--- The data Enclosed Below ---
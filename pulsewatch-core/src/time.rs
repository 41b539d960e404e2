//! Time handling for the sampling pipeline
//!
//! All pipeline timing is expressed in milliseconds on a monotonic clock
//! that starts at an arbitrary origin (device boot, or zero under a virtual
//! scheduler). Wall-clock time is never needed.

/// Monotonic timestamp in milliseconds
pub type Timestamp = u64;

/// Milliseconds elapsed from `earlier` to `later`, saturating at zero if the
/// clock was observed out of order.
#[inline]
pub fn elapsed_ms(earlier: Timestamp, later: Timestamp) -> u64 {
    later.saturating_sub(earlier)
}

/// One raw sensor sample with the tick time it was taken at
#[derive(Debug, Clone, Copy, PartialEq)]
pub struct Sample {
    /// Raw sensor value (ADC counts or FIFO counts)
    pub value: f32,
    /// Monotonic tick time of the read
    pub timestamp_ms: Timestamp,
}

impl Sample {
    /// Create a sample
    pub const fn new(value: f32, timestamp_ms: Timestamp) -> Self {
        Self { value, timestamp_ms }
    }
}

#[cfg(test)]
mod tests {
    use super::*;

    #[test]
    fn elapsed_saturates() {
        assert_eq!(elapsed_ms(1000, 1500), 500);
        assert_eq!(elapsed_ms(1500, 1000), 0);
    }
}
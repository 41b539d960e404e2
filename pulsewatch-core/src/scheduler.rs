//! Scheduler Implementations
//!
//! - [`VirtualScheduler`]: deterministic virtual time. `next_tick` jumps
//!   straight to the next due registration, so a 30 s session runs in
//!   milliseconds. Used by tests and offline simulation. `no_std`.
//! - [`IntervalScheduler`] (`std`): sleeps the calling thread until the next
//!   tick is due. Ticks that cannot be delivered on time are skipped and
//!   counted; the effective sampling rate drops silently.
//!
//! Both keep their registrations in a fixed-capacity table of
//! [`MAX_REGISTRATIONS`] entries.

use heapless::Vec;

use crate::{
    errors::{VitalsError, VitalsResult},
    time::Timestamp,
    traits::Scheduler,
};

/// Periodic registrations a scheduler can hold at once
pub const MAX_REGISTRATIONS: usize = 4;

/// Handle for one periodic registration
#[derive(Debug, Clone, Copy, PartialEq, Eq, Hash)]
#[cfg_attr(feature = "defmt", derive(defmt::Format))]
pub struct TickHandle(u8);

impl TickHandle {
    /// Registration number, unique per scheduler
    pub const fn id(&self) -> u8 {
        self.0
    }
}

#[derive(Debug, Clone, Copy)]
struct Registration {
    handle: TickHandle,
    interval_ms: u64,
    next_due_ms: Timestamp,
}

/// Registration table shared by both schedulers
#[derive(Debug, Default)]
struct Registrations {
    entries: Vec<Registration, MAX_REGISTRATIONS>,
    next_id: u8,
}

impl Registrations {
    fn register(&mut self, interval_ms: u32, now_ms: Timestamp) -> VitalsResult<TickHandle> {
        if interval_ms == 0 {
            return Err(VitalsError::SchedulerRegistration { reason: "interval must be non-zero" });
        }

        let handle = TickHandle(self.next_id);
        let interval_ms = u64::from(interval_ms);
        self.entries
            .push(Registration { handle, interval_ms, next_due_ms: now_ms + interval_ms })
            .map_err(|_| VitalsError::SchedulerRegistration { reason: "no free timer slot" })?;
        self.next_id = self.next_id.wrapping_add(1);
        Ok(handle)
    }

    fn cancel(&mut self, handle: TickHandle) {
        self.entries.retain(|entry| entry.handle != handle);
    }

    /// Earliest due registration; ties go to the oldest registration
    fn earliest_mut(&mut self) -> Option<&mut Registration> {
        self.entries.iter_mut().min_by_key(|entry| entry.next_due_ms)
    }
}

/// Deterministic scheduler on a virtual clock starting at 0 ms
#[derive(Debug, Default)]
pub struct VirtualScheduler {
    registrations: Registrations,
    now_ms: Timestamp,
    horizon_ms: Option<Timestamp>,
    delivered: u64,
}

impl VirtualScheduler {
    /// Scheduler that delivers ticks until every registration is cancelled
    pub fn new() -> Self {
        Self::default()
    }

    /// Scheduler that stops delivering after `horizon_ms` of virtual time;
    /// needed to bound continuous sessions
    pub fn with_horizon(horizon_ms: Timestamp) -> Self {
        Self {
            horizon_ms: Some(horizon_ms),
            ..Self::default()
        }
    }

    /// Current virtual time
    pub fn now_ms(&self) -> Timestamp {
        self.now_ms
    }

    /// Ticks delivered so far
    pub fn delivered(&self) -> u64 {
        self.delivered
    }
}

impl Scheduler for VirtualScheduler {
    type Handle = TickHandle;

    fn register_periodic(&mut self, interval_ms: u32) -> VitalsResult<TickHandle> {
        self.registrations.register(interval_ms, self.now_ms)
    }

    fn cancel(&mut self, handle: TickHandle) {
        self.registrations.cancel(handle);
    }

    fn next_tick(&mut self) -> Option<(TickHandle, Timestamp)> {
        let horizon = self.horizon_ms;
        let entry = self.registrations.earliest_mut()?;
        let due = entry.next_due_ms;
        if horizon.map_or(false, |limit| due > limit) {
            return None;
        }

        entry.next_due_ms = due + entry.interval_ms;
        let handle = entry.handle;
        self.now_ms = due;
        self.delivered += 1;
        Some((handle, due))
    }
}

#[cfg(feature = "std")]
pub use interval::IntervalScheduler;

#[cfg(feature = "std")]
mod interval {
    use std::thread;
    use std::time::{Duration, Instant};

    use super::{Registrations, TickHandle};
    use crate::{errors::VitalsResult, time::Timestamp, traits::Scheduler};

    /// Thread-sleep scheduler on the host monotonic clock
    ///
    /// Timestamps are milliseconds since construction.
    #[derive(Debug)]
    pub struct IntervalScheduler {
        registrations: Registrations,
        origin: Instant,
        missed_ticks: u64,
    }

    impl Default for IntervalScheduler {
        fn default() -> Self {
            Self::new()
        }
    }

    impl IntervalScheduler {
        /// Scheduler whose clock starts now
        pub fn new() -> Self {
            Self {
                registrations: Registrations::default(),
                origin: Instant::now(),
                missed_ticks: 0,
            }
        }

        /// Ticks skipped because the previous tick overran
        pub fn missed_ticks(&self) -> u64 {
            self.missed_ticks
        }

        fn now_ms(&self) -> Timestamp {
            self.origin.elapsed().as_millis() as Timestamp
        }
    }

    impl Scheduler for IntervalScheduler {
        type Handle = TickHandle;

        fn register_periodic(&mut self, interval_ms: u32) -> VitalsResult<TickHandle> {
            let now = self.now_ms();
            self.registrations.register(interval_ms, now)
        }

        fn cancel(&mut self, handle: TickHandle) {
            self.registrations.cancel(handle);
        }

        fn next_tick(&mut self) -> Option<(TickHandle, Timestamp)> {
            let now = self.now_ms();
            let entry = self.registrations.earliest_mut()?;
            let due = entry.next_due_ms;

            if now < due {
                thread::sleep(Duration::from_millis(due - now));
            }

            let fired_at = self.origin.elapsed().as_millis() as Timestamp;
            let interval = entry.interval_ms;
            let behind = fired_at.saturating_sub(due) / interval;
            entry.next_due_ms = due + (behind + 1) * interval;
            let handle = entry.handle;

            if behind > 0 {
                self.missed_ticks += behind;
                log_debug!("tick overran by {} ms, skipped {} ticks", fired_at - due, behind);
            }
            Some((handle, fired_at))
        }
    }
}
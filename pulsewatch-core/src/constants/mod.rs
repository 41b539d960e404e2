//! Constants for PulseWatch Core
//!
//! Every default used by the pipeline is defined here with its unit in the
//! name. Configuration structs start from these values; nothing else in the
//! crate should carry a bare number for a timing or threshold.
//!
//! ## Organization
//!
//! - **Time**: sampling, reporting and session timing
//! - **Vitals**: filter coefficients, detector parameters and
//!   classification limits

/// Sampling, reporting and session timing.
pub mod time;

/// Signal conditioning, peak detection and classification parameters.
pub mod vitals;

pub use time::{
    MS_PER_SECOND, MS_PER_MINUTE,
    DEFAULT_SAMPLE_INTERVAL_MS, DEFAULT_REPORT_INTERVAL_MS,
    DEFAULT_STABILIZATION_MS, DEFAULT_MEASUREMENT_WINDOW_MS,
};

pub use vitals::{
    PEAK_WINDOW_CAPACITY, MAX_CONDITIONER_WINDOW, BPM_SMOOTHING_CAPACITY,
    BRADYCARDIA_BELOW_BPM, TACHYCARDIA_ABOVE_BPM,
    HYPOTHERMIA_BELOW_C, FEVER_ABOVE_C,
};
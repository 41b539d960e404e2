//! Health Classifier
//!
//! Maps the displayed BPM and the body-temperature reading onto coarse
//! categories. Pure functions of the inputs and the configured limits;
//! called at the display cadence, never per sample.
//!
//! | Heart rate          | Category      |
//! |---------------------|---------------|
//! | 0                   | NoReading     |
//! | 0 < bpm < 60        | Bradycardia   |
//! | 60 ≤ bpm ≤ 100      | Normal        |
//! | bpm > 100           | Tachycardia   |
//!
//! | Temperature (°C)    | Category      |
//! |---------------------|---------------|
//! | t < 28              | Hypothermia   |
//! | 28 ≤ t ≤ 34         | Normal        |
//! | t > 34              | Fever         |
//!
//! The default refractory period keeps the displayed BPM at or below 92, so
//! Tachycardia only appears with a shorter `refractory_ms`.

use crate::{config::ClassifierConfig, constants::vitals::TEMPERATURE_FRACTION_STEP_C};

/// Heart-rate condition
#[derive(Debug, Clone, Copy, PartialEq, Eq, Hash)]
#[cfg_attr(feature = "serde", derive(serde::Serialize, serde::Deserialize))]
#[cfg_attr(feature = "defmt", derive(defmt::Format))]
pub enum HeartRateCategory {
    /// Insufficient data; rendered distinctly from Normal
    NoReading,
    /// Below the bradycardia limit
    Bradycardia,
    /// Within limits
    Normal,
    /// Above the tachycardia limit
    Tachycardia,
}

impl HeartRateCategory {
    /// Short label for the display
    pub const fn label(&self) -> &'static str {
        match self {
            HeartRateCategory::NoReading => "No reading",
            HeartRateCategory::Bradycardia => "Bradycardia",
            HeartRateCategory::Normal => "Normal",
            HeartRateCategory::Tachycardia => "Tachycardia",
        }
    }
}

/// Body-temperature condition
#[derive(Debug, Clone, Copy, PartialEq, Eq, Hash)]
#[cfg_attr(feature = "serde", derive(serde::Serialize, serde::Deserialize))]
#[cfg_attr(feature = "defmt", derive(defmt::Format))]
pub enum TemperatureCategory {
    /// Below the hypothermia limit
    Hypothermia,
    /// Within limits
    Normal,
    /// Above the fever limit
    Fever,
}

impl TemperatureCategory {
    /// Short label for the display
    pub const fn label(&self) -> &'static str {
        match self {
            TemperatureCategory::Hypothermia => "Hypothermia",
            TemperatureCategory::Normal => "Normal",
            TemperatureCategory::Fever => "Fever",
        }
    }
}

/// Temperature as reported by the sensor: a signed integer part and a
/// 4-bit fraction in sixteenths of a degree.
#[derive(Debug, Clone, Copy, PartialEq, Eq)]
#[cfg_attr(feature = "defmt", derive(defmt::Format))]
pub struct RawTemperature {
    /// Whole degrees, two's complement
    pub int_part: i8,
    /// Sixteenths of a degree; only the low 4 bits are meaningful
    pub frac_4bit: u8,
}

impl RawTemperature {
    /// Build from the two register bytes
    pub const fn new(int_part: i8, frac_4bit: u8) -> Self {
        Self { int_part, frac_4bit }
    }

    /// `int_part + frac · 0.0625` in °C
    pub fn celsius(&self) -> f32 {
        self.int_part as f32 + (self.frac_4bit & 0x0F) as f32 * TEMPERATURE_FRACTION_STEP_C
    }
}

/// Categories for one report
#[derive(Debug, Clone, Copy, PartialEq, Eq)]
#[cfg_attr(feature = "serde", derive(serde::Serialize, serde::Deserialize))]
pub struct ClassificationResult {
    /// Heart-rate condition
    pub heart_rate: HeartRateCategory,
    /// Temperature condition; `None` until a temperature read succeeds
    pub temperature: Option<TemperatureCategory>,
}

/// Threshold classifier
#[derive(Debug, Clone, Copy, Default)]
pub struct HealthClassifier {
    config: ClassifierConfig,
}

impl HealthClassifier {
    /// Create a classifier with the given limits
    pub fn new(config: ClassifierConfig) -> Self {
        Self { config }
    }

    /// Categorise a heart rate; 0 is always `NoReading`
    pub fn classify_bpm(&self, bpm: u32) -> HeartRateCategory {
        if bpm == 0 {
            HeartRateCategory::NoReading
        } else if bpm < self.config.bradycardia_below_bpm {
            HeartRateCategory::Bradycardia
        } else if bpm > self.config.tachycardia_above_bpm {
            HeartRateCategory::Tachycardia
        } else {
            HeartRateCategory::Normal
        }
    }

    /// Categorise a temperature in °C
    pub fn classify_temperature(&self, celsius: f32) -> TemperatureCategory {
        if celsius < self.config.hypothermia_below_c {
            TemperatureCategory::Hypothermia
        } else if celsius > self.config.fever_above_c {
            TemperatureCategory::Fever
        } else {
            TemperatureCategory::Normal
        }
    }

    /// Categorise both channels
    pub fn classify(&self, bpm: u32, temperature_c: Option<f32>) -> ClassificationResult {
        ClassificationResult {
            heart_rate: self.classify_bpm(bpm),
            temperature: temperature_c.map(|t| self.classify_temperature(t)),
        }
    }
}

#[cfg(test)]
mod tests {
    use super::*;

    #[test]
    fn heart_rate_boundaries() {
        let classifier = HealthClassifier::default();
        assert_eq!(classifier.classify_bpm(0), HeartRateCategory::NoReading);
        assert_eq!(classifier.classify_bpm(1), HeartRateCategory::Bradycardia);
        assert_eq!(classifier.classify_bpm(59), HeartRateCategory::Bradycardia);
        assert_eq!(classifier.classify_bpm(60), HeartRateCategory::Normal);
        assert_eq!(classifier.classify_bpm(100), HeartRateCategory::Normal);
        assert_eq!(classifier.classify_bpm(101), HeartRateCategory::Tachycardia);
    }

    #[test]
    fn temperature_boundaries() {
        let classifier = HealthClassifier::default();
        assert_eq!(classifier.classify_temperature(27.9), TemperatureCategory::Hypothermia);
        assert_eq!(classifier.classify_temperature(28.0), TemperatureCategory::Normal);
        assert_eq!(classifier.classify_temperature(34.0), TemperatureCategory::Normal);
        assert_eq!(classifier.classify_temperature(34.1), TemperatureCategory::Fever);
    }

    #[test]
    fn raw_temperature_fraction() {
        assert_eq!(RawTemperature::new(27, 15).celsius(), 27.9375);
        assert_eq!(RawTemperature::new(34, 1).celsius(), 34.0625);
        assert_eq!(RawTemperature::new(-3, 8).celsius(), -2.5);
        // Upper nibble is ignored
        assert_eq!(RawTemperature::new(30, 0xF4).celsius(), 30.25);
    }

    #[test]
    fn raw_temperature_classification() {
        let classifier = HealthClassifier::default();
        assert_eq!(
            classifier.classify_temperature(RawTemperature::new(27, 15).celsius()),
            TemperatureCategory::Hypothermia
        );
        assert_eq!(
            classifier.classify_temperature(RawTemperature::new(34, 0).celsius()),
            TemperatureCategory::Normal
        );
        assert_eq!(
            classifier.classify_temperature(RawTemperature::new(34, 1).celsius()),
            TemperatureCategory::Fever
        );
    }

    #[test]
    fn custom_limits() {
        let classifier = HealthClassifier::new(ClassifierConfig {
            bradycardia_below_bpm: 50,
            tachycardia_above_bpm: 120,
            ..ClassifierConfig::default()
        });
        assert_eq!(classifier.classify_bpm(55), HeartRateCategory::Normal);
        assert_eq!(classifier.classify_bpm(110), HeartRateCategory::Normal);
    }

    #[test]
    fn missing_temperature() {
        let result = HealthClassifier::default().classify(75, None);
        assert_eq!(result.heart_rate, HeartRateCategory::Normal);
        assert_eq!(result.temperature, None);
    }
}
//! Optional logging macros
//!
//! The pipeline logs through the `log` facade when the `log` feature is
//! enabled. Without it every macro expands to nothing so `no_std` builds
//! carry no formatting code on the sampling path.

#[cfg(feature = "log")]
macro_rules! log_info {
    ($($arg:tt)*) => { log::info!($($arg)*) };
}

#[cfg(not(feature = "log"))]
macro_rules! log_info {
    ($($arg:tt)*) => {};
}

#[cfg(feature = "log")]
macro_rules! log_warn {
    ($($arg:tt)*) => { log::warn!($($arg)*) };
}

#[cfg(not(feature = "log"))]
macro_rules! log_warn {
    ($($arg:tt)*) => {};
}

#[cfg(feature = "log")]
macro_rules! log_debug {
    ($($arg:tt)*) => { log::debug!($($arg)*) };
}

#[cfg(not(feature = "log"))]
macro_rules! log_debug {
    ($($arg:tt)*) => {};
}

#[cfg(feature = "log")]
macro_rules! log_trace {
    ($($arg:tt)*) => { log::trace!($($arg)*) };
}

#[cfg(not(feature = "log"))]
macro_rules! log_trace {
    ($($arg:tt)*) => {};
}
--- End of Enclosed The data ---
## Exercise aim
Search the data for "that" and list every line in which it occurs.

## Problem solution
//! that starts at an arbitrary origin (device boot, or zero under a virtual
//!   tick is due. Ticks that cannot be delivered on time are skipped and
    /// Scheduler that delivers ticks until every registration is cancelled
    /// Scheduler that stops delivering after `horizon_ms` of virtual time;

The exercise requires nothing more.